> WHAT THE TASK REQUIRES
From the data below, set down exactly the lines between the one holding "use std::sync::Arc;" and the one holding "pub const VIDEO_PROGRESS_KEY: &str", inclusive, and no others.

> MATERIAL SHOWN
·····

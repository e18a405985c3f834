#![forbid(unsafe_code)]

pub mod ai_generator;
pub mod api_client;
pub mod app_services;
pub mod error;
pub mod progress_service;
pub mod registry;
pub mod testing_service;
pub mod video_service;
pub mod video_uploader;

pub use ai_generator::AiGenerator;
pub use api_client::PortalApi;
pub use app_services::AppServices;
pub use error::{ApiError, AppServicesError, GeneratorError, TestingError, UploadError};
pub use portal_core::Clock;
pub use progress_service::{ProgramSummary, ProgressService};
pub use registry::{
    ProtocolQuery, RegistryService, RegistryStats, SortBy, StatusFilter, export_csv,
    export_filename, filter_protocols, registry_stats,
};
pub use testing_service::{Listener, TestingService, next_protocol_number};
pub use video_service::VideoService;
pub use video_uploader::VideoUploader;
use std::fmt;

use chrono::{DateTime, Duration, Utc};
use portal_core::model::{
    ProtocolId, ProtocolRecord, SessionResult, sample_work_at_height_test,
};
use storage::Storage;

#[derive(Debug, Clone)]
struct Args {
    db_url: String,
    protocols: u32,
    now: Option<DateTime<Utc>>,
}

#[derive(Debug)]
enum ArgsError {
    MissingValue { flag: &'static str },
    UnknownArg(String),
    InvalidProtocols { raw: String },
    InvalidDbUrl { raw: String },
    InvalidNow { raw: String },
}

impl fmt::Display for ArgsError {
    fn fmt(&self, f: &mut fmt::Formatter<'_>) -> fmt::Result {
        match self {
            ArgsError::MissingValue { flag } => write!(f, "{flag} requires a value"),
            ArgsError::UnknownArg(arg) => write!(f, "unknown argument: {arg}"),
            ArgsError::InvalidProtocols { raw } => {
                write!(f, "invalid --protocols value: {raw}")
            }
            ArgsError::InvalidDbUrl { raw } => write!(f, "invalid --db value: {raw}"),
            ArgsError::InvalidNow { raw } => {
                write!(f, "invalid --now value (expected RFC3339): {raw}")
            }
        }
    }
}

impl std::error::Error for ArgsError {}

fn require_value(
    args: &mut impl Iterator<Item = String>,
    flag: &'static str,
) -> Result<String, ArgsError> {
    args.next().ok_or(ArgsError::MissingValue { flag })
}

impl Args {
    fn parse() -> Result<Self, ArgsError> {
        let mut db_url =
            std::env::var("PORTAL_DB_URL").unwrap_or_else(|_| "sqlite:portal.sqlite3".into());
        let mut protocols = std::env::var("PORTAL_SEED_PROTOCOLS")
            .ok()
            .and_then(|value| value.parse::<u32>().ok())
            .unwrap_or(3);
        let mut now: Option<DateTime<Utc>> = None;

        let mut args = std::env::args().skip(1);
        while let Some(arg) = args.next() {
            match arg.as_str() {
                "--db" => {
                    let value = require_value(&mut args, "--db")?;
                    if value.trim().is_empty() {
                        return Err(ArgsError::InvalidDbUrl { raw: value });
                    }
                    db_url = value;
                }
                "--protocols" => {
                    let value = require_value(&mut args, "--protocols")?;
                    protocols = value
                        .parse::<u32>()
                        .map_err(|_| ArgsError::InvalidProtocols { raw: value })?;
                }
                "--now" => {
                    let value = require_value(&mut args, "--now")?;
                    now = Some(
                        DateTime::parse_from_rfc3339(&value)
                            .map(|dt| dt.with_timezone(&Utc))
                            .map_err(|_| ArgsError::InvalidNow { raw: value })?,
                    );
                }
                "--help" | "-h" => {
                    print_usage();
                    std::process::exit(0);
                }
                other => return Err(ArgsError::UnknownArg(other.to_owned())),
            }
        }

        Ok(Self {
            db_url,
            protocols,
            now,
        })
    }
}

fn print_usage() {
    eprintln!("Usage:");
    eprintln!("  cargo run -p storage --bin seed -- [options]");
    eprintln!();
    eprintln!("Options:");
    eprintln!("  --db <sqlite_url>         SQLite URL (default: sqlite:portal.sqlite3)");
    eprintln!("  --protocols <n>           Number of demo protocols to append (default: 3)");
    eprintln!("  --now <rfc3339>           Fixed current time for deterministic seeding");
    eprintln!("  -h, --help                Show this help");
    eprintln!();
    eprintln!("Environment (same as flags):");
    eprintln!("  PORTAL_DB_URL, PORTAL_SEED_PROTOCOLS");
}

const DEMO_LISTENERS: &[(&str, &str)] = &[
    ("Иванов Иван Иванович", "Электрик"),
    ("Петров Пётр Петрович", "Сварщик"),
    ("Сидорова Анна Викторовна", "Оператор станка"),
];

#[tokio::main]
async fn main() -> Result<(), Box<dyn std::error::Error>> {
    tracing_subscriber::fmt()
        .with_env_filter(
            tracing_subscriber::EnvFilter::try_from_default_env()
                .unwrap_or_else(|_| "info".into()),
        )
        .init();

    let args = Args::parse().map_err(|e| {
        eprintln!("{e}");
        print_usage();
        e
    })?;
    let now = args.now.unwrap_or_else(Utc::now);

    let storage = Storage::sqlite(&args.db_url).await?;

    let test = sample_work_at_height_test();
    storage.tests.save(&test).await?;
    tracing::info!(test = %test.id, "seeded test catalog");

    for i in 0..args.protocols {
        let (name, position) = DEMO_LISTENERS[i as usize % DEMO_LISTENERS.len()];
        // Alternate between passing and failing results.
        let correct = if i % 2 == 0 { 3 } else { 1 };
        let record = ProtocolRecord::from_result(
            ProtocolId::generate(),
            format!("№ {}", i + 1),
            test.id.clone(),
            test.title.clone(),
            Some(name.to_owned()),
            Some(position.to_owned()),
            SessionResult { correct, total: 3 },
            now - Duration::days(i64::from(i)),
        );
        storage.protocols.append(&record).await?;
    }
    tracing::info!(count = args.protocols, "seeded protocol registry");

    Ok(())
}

·····

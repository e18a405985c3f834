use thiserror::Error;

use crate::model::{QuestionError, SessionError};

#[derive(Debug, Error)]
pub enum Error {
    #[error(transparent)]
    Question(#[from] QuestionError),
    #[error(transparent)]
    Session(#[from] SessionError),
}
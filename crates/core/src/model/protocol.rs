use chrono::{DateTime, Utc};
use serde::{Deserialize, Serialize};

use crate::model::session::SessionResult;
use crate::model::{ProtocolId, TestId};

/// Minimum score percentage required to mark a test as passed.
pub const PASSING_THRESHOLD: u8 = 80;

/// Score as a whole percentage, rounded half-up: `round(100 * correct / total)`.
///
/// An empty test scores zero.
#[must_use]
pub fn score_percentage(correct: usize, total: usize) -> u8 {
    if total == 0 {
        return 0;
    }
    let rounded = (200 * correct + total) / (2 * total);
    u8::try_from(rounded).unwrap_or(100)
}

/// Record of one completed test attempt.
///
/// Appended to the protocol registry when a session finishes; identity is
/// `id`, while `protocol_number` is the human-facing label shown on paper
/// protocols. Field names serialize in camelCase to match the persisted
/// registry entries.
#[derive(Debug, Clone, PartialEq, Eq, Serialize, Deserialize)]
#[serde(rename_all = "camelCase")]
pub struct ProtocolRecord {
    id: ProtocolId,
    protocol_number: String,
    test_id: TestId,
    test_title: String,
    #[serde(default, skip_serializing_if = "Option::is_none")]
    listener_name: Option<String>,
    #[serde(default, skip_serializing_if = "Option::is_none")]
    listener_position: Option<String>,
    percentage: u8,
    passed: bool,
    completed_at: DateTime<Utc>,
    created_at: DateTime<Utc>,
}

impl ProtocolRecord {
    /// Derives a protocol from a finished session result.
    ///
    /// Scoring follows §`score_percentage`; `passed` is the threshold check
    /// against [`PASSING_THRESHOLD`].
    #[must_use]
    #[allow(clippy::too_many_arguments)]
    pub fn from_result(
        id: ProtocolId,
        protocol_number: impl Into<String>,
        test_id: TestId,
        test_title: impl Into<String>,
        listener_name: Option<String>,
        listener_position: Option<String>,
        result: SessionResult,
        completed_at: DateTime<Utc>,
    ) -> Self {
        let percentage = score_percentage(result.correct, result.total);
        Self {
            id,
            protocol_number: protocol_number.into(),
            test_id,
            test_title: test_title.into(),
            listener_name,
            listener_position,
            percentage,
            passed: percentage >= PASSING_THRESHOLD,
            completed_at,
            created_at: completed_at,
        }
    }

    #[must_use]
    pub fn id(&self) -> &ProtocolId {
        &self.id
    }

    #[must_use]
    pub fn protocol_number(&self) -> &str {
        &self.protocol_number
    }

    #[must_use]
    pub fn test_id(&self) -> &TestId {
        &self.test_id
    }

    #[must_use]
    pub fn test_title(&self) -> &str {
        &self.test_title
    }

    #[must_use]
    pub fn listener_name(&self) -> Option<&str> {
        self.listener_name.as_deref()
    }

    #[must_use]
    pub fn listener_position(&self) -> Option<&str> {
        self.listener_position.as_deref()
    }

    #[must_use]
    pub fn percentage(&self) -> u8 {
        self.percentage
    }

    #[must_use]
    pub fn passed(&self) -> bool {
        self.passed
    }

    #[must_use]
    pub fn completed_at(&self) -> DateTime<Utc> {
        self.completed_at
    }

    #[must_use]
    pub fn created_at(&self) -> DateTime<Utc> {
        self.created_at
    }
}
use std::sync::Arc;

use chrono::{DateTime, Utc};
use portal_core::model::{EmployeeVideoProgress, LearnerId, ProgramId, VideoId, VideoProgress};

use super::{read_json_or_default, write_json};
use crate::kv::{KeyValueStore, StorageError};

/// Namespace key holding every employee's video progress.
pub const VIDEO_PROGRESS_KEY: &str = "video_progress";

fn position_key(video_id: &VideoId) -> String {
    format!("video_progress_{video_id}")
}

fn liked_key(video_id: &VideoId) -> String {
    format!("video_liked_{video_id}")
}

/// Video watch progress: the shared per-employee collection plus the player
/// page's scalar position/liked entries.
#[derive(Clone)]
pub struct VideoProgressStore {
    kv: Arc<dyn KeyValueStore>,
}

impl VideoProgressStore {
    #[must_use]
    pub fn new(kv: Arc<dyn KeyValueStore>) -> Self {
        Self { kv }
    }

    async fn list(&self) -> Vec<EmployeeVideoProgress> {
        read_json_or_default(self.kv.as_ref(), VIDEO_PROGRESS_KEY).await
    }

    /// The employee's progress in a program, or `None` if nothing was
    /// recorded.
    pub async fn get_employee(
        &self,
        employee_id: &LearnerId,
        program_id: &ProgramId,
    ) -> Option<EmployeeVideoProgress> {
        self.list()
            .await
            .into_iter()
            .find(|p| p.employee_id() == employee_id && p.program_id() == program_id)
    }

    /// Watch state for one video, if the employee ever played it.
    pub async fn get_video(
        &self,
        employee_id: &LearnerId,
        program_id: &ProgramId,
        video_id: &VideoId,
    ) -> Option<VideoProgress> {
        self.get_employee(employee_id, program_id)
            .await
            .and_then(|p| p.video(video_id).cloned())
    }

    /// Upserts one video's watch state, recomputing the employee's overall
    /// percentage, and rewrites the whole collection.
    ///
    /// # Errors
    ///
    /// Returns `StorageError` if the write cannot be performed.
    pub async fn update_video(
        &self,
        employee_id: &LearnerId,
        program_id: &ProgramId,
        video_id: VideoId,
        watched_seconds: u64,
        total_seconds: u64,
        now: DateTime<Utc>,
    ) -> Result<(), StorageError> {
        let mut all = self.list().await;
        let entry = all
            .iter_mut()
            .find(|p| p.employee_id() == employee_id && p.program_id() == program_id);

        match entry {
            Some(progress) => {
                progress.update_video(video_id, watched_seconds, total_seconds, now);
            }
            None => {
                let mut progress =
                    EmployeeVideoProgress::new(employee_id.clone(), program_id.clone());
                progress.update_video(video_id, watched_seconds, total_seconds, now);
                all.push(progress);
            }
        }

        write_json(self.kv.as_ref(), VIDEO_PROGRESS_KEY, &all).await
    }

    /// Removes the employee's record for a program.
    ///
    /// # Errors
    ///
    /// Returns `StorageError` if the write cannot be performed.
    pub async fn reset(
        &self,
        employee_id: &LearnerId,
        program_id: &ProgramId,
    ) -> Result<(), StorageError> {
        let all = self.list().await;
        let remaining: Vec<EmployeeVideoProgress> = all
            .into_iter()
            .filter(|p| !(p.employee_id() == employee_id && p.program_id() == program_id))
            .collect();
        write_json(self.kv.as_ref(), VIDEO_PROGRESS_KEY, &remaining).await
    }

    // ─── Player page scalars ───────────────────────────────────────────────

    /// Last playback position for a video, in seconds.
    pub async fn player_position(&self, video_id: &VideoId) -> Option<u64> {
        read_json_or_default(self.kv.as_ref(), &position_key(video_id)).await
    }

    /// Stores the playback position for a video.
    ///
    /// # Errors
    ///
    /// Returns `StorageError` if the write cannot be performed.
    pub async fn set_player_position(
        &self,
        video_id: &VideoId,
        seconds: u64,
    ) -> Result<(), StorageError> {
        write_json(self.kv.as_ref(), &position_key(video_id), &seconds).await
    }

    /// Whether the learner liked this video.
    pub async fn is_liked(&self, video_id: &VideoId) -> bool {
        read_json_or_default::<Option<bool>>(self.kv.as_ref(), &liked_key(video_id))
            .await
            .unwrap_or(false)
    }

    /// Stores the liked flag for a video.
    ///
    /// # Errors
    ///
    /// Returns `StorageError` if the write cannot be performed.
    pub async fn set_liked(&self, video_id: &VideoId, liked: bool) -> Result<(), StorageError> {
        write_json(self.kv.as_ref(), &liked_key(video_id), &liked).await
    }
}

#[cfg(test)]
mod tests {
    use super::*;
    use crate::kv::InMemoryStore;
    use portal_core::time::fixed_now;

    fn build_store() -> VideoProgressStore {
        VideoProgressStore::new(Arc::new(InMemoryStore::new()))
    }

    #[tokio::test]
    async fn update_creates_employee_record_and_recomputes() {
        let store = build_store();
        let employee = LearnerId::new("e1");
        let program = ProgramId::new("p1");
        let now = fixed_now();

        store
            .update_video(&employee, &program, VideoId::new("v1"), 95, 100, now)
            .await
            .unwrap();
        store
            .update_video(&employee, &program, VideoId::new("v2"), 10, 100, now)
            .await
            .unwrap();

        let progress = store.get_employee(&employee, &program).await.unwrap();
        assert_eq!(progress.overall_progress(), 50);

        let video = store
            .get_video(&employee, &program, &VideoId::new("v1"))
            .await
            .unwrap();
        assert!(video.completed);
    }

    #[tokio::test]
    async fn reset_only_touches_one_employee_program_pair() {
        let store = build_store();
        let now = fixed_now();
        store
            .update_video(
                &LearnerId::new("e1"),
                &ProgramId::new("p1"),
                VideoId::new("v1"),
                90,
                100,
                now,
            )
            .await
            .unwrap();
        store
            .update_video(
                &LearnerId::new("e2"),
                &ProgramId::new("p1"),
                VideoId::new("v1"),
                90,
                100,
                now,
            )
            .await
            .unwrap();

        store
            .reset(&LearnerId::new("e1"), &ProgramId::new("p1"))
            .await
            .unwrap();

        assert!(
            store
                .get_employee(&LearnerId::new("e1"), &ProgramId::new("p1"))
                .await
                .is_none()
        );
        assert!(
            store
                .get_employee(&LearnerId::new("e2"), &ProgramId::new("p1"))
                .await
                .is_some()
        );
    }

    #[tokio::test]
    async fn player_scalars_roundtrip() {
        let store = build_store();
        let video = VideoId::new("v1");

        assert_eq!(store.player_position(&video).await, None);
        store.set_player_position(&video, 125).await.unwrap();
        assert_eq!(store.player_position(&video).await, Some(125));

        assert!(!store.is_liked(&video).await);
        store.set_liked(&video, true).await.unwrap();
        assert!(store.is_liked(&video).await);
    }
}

·····

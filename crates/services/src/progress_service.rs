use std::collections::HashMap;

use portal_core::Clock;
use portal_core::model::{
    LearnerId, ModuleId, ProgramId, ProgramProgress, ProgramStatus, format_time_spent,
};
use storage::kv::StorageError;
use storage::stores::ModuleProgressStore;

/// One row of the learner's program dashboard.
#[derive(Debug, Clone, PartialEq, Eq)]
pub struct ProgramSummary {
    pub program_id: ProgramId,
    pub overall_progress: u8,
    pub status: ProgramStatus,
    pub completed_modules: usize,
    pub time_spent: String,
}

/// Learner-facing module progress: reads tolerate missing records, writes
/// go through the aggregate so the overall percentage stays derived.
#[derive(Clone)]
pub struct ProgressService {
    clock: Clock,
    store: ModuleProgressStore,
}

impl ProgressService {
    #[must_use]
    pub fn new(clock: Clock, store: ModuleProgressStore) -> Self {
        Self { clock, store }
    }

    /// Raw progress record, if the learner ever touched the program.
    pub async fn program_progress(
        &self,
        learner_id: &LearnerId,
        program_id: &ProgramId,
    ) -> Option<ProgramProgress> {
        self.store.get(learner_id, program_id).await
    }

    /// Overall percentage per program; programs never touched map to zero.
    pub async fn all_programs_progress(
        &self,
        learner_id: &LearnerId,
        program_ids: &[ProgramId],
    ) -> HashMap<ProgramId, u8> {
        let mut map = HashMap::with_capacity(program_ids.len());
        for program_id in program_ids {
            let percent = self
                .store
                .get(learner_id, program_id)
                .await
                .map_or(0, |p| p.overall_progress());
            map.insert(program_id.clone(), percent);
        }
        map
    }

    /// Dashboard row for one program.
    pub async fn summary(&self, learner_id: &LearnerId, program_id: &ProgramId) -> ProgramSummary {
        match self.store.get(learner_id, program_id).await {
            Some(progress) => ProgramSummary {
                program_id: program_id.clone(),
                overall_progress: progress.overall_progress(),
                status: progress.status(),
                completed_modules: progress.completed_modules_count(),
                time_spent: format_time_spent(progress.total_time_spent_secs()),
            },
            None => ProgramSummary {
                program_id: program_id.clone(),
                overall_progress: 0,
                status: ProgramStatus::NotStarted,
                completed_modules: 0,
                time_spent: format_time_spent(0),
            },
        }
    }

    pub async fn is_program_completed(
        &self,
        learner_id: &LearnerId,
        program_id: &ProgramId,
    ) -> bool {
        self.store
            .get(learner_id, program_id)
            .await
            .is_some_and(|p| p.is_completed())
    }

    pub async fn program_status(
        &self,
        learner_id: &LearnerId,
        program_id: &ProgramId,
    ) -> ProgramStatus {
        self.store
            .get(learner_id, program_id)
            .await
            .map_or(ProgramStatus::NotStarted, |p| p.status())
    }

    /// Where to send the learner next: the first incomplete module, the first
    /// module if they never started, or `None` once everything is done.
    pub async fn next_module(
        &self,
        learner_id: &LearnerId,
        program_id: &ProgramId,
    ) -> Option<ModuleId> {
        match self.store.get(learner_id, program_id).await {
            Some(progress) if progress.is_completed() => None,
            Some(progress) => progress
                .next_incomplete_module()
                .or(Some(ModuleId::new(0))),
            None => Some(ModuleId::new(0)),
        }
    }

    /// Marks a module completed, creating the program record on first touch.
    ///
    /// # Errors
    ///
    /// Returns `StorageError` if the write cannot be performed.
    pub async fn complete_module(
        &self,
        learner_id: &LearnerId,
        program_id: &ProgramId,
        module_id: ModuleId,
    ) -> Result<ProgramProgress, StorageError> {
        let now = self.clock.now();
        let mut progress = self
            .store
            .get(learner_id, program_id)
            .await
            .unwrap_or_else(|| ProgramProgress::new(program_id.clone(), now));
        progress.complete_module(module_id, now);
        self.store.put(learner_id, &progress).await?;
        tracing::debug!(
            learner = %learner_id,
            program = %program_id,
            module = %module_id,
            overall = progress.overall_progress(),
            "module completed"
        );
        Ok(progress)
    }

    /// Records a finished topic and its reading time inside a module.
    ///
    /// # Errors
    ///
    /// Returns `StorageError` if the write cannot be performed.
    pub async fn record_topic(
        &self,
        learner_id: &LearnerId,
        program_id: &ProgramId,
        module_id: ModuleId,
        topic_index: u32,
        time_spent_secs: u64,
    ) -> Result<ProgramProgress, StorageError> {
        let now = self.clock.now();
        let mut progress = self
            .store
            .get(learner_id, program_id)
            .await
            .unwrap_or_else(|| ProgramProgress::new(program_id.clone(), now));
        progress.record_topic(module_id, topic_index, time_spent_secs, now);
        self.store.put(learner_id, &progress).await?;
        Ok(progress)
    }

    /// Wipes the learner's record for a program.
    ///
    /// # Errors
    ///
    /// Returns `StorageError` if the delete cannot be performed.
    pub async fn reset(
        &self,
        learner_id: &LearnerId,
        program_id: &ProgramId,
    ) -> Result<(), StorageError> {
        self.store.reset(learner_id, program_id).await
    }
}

·····

> TASK RESULT
use std::sync::Arc;

use chrono::{DateTime, Utc};
use portal_core::model::{EmployeeVideoProgress, LearnerId, ProgramId, VideoId, VideoProgress};

use super::{read_json_or_default, write_json};
use crate::kv::{KeyValueStore, StorageError};

/// Namespace key holding every employee's video progress.
pub const VIDEO_PROGRESS_KEY: &str = "video_progress";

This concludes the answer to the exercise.